Katsomo on tyhjä harjoituksen jälkeen.

Breakdown of Katsomo on tyhjä harjoituksen jälkeen.

olla
to be
jälkeen
after
tyhjä
empty
harjoitus
the practice
katsomo
the stand
Elon.io is an online learning platform
We have an entire course teaching Finnish grammar and vocabulary.

Start learning Finnish now

Questions & Answers about Katsomo on tyhjä harjoituksen jälkeen.

In this sentence, what exactly does katsomo mean? Is it “audience” or “seats” or “stadium”?

Katsomo means the seating area / stands, i.e. the place where people sit to watch (the rows of seats, bleachers, stand).

It does not mean “the audience” as people. For that, Finnish usually uses:

  • yleisö = the audience, the crowd (the people watching)
  • katsojat = the watchers, spectators (individual people)

So:

  • Katsomo on tyhjä. = The stands / seating area are empty.
  • Yleisö on lähtenyt. = The audience has left.
  • Katsojat lähtevät kotiin. = The spectators go home.
Why is it katsomo on tyhjä, not katsomo on tyhjää or tyhjän?

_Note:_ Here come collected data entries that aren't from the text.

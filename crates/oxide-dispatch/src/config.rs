//! Router configuration.

use serde::{Deserialize, Serialize};

use crate::error::{DispatchError, Result};
use crate::verb::Verb;

/// Settings that shape registration and dispatch.
#[derive(Debug, Clone, PartialEq, Eq, Serialize, Deserialize)]
#[serde(default)]
pub struct RouterConfig {
    /// Separator for pattern lists such as `"home, index"`.
    pub separator: String,
    /// Separator for route-name aliases such as `"checkout|cart"`.
    pub alias_separator: String,
    /// Verbs that `"*"` expands to.
    pub verbs: Vec<Verb>,
    /// Action used when a named target's action is not registered.
    pub fallback_action: String,
    /// Optional segments appended by [`Router::controller`](crate::Router::controller).
    pub controller_segments: usize,
    /// Clear the name and handler caches whenever a route is registered.
    pub invalidate_on_register: bool,
}

impl Default for RouterConfig {
    fn default() -> Self {
        Self {
            separator: ",".to_string(),
            alias_separator: "|".to_string(),
            verbs: Verb::ALL.to_vec(),
            fallback_action: "home".to_string(),
            controller_segments: 5,
            invalidate_on_register: false,
        }
    }
}

impl RouterConfig {
    /// Parses a JSON config document; missing keys take their defaults.
    ///
    /// # Errors
    ///
    /// Fails on malformed JSON or when [`validate`](Self::validate) does.
    pub fn from_json(json: &str) -> Result<Self> {
        let config: Self = serde_json::from_str(json)?;
        config.validate()?;
        Ok(config)
    }

    /// Sets the pattern list separator.
    #[must_use]
    pub fn separator(mut self, separator: impl Into<String>) -> Self {
        self.separator = separator.into();
        self
    }

    /// Sets the alias separator.
    #[must_use]
    pub fn alias_separator(mut self, separator: impl Into<String>) -> Self {
        self.alias_separator = separator.into();
        self
    }

    /// Sets the fallback action.
    #[must_use]
    pub fn fallback_action(mut self, action: impl Into<String>) -> Self {
        self.fallback_action = action.into();
        self
    }

    /// Enables cache invalidation on registration.
    #[must_use]
    pub const fn invalidate_on_register(mut self, enabled: bool) -> Self {
        self.invalidate_on_register = enabled;
        self
    }

    /// Checks the settings for values the router cannot work with.
    ///
    /// # Errors
    ///
    /// Returns a configuration error for empty separators, an empty verb set
    /// or an empty fallback action.
    pub fn validate(&self) -> Result<()> {
        if self.separator.is_empty() {
            return Err(DispatchError::Configuration(
                "separator must not be empty".to_string(),
            ));
        }
        if self.alias_separator.is_empty() {
            return Err(DispatchError::Configuration(
                "alias separator must not be empty".to_string(),
            ));
        }
        if self.verbs.is_empty() {
            return Err(DispatchError::Configuration(
                "at least one verb must be supported".to_string(),
            ));
        }
        if self.fallback_action.is_empty() {
            return Err(DispatchError::Configuration(
                "fallback action must not be empty".to_string(),
            ));
        }
        Ok(())
    }
}
//! Pattern-keyed before/after filters.
//!
//! Filters are attached to route *patterns*, not request paths: a filter
//! registered for `admin/*` runs for every route whose registered pattern
//! starts with `admin/`.

use std::fmt;

use regex::Regex;

use crate::error::{BoxError, DispatchError, Result};
use crate::pattern;
use crate::route::{Filter, Flow};

/// Before and after callbacks to attach to a pattern.
#[derive(Clone, Default)]
pub struct FilterSet {
    /// Runs before the handler.
    pub before: Option<Filter>,
    /// Runs after the handler.
    pub after: Option<Filter>,
}

impl FilterSet {
    /// Creates an empty set.
    pub fn new() -> Self {
        Self::default()
    }

    /// Sets the before callback.
    #[must_use]
    pub fn before<F>(mut self, f: F) -> Self
    where
        F: Fn(&[String]) -> std::result::Result<Flow, BoxError> + Send + Sync + 'static,
    {
        self.before = Some(std::sync::Arc::new(f));
        self
    }

    /// Sets the after callback.
    #[must_use]
    pub fn after<F>(mut self, f: F) -> Self
    where
        F: Fn(&[String]) -> std::result::Result<Flow, BoxError> + Send + Sync + 'static,
    {
        self.after = Some(std::sync::Arc::new(f));
        self
    }
}

/// The accumulated callbacks for one filter pattern.
#[derive(Clone, Default)]
pub struct FilterChain {
    /// Before callbacks in registration order.
    pub before: Vec<Filter>,
    /// After callbacks in registration order.
    pub after: Vec<Filter>,
}

impl fmt::Debug for FilterChain {
    fn fmt(&self, f: &mut fmt::Formatter<'_>) -> fmt::Result {
        f.debug_struct("FilterChain")
            .field("before", &self.before.len())
            .field("after", &self.after.len())
            .finish()
    }
}

#[derive(Debug, Clone)]
struct FilterEntry {
    pattern: String,
    regex: Regex,
    chain: FilterChain,
}

/// Translates a filter pattern into an anchored regex.
///
/// Literal text is escaped and each `*` becomes `(.*)`.
fn translate(pattern: &str) -> Result<Regex> {
    let body = pattern
        .split('*')
        .map(regex::escape)
        .collect::<Vec<_>>()
        .join("(.*)");

    Regex::new(&format!("^{body}$")).map_err(|source| DispatchError::InvalidPattern {
        pattern: pattern.to_string(),
        source,
    })
}

/// Filters keyed by route-pattern predicates, in insertion order.
#[derive(Debug, Default, Clone)]
pub struct FilterRegistry {
    entries: Vec<FilterEntry>,
}

impl FilterRegistry {
    /// Creates an empty registry.
    pub fn new() -> Self {
        Self::default()
    }

    /// Adds callbacks for a pattern.
    ///
    /// The pattern is normalized like a route pattern before translation.
    /// Adding to a pattern that already has filters appends to its chains.
    ///
    /// # Errors
    ///
    /// Fails if the translated pattern is not a valid regex.
    pub fn add(&mut self, pattern: &str, set: FilterSet) -> Result<()> {
        let pattern = pattern::normalize_pattern(pattern);
        let pos = match self.entries.iter().position(|e| e.pattern == pattern) {
            Some(pos) => pos,
            None => {
                self.entries.push(FilterEntry {
                    regex: translate(&pattern)?,
                    pattern,
                    chain: FilterChain::default(),
                });
                self.entries.len() - 1
            }
        };

        let chain = &mut self.entries[pos].chain;
        chain.before.extend(set.before);
        chain.after.extend(set.after);
        Ok(())
    }

    /// Returns the chain of the first pattern matching `route_pattern`.
    ///
    /// Chains of later matching patterns are not merged in.
    pub fn filters_for(&self, route_pattern: &str) -> Option<&FilterChain> {
        self.entries
            .iter()
            .find(|e| e.regex.is_match(route_pattern))
            .map(|e| &e.chain)
    }
}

In Finnish, when you describe what the subject is (a state or quality), the adjective normally appears in the nominative and agrees with the subject in number and case.

  • katsomo = nominative singular
  • tyhjä = nominative singular adjective

So:

  • Katsomo on tyhjä. = The stands are empty.

Other forms would be used in different structures:

  • tyhjää (partitive) would appear in things like:
    • Siellä on tyhjää. = It’s empty there.
      (Here there’s no concrete singular noun like katsomo as the subject.)
  • tyhjän (genitive) would be used in:
    • tyhjän katsomon valot = the lights of the empty stands

In your sentence, katsomo is a normal singular subject, so the predicate adjective stays in nominative: tyhjä.

What case is harjoituksen, and why is it used here?

Harjoituksen is in the genitive singular form of harjoitus (“practice, training session, exercise”).

The postposition jälkeen (“after”) always takes its complement in the genitive:

  • harjoitusharjoituksen jälkeen = after the practice
  • pelipelin jälkeen = after the game
  • työtyön jälkeen = after work

So the structure is:

  • [genitive] + jälkeen = after [something]
Is jälkeen a preposition like English “after”?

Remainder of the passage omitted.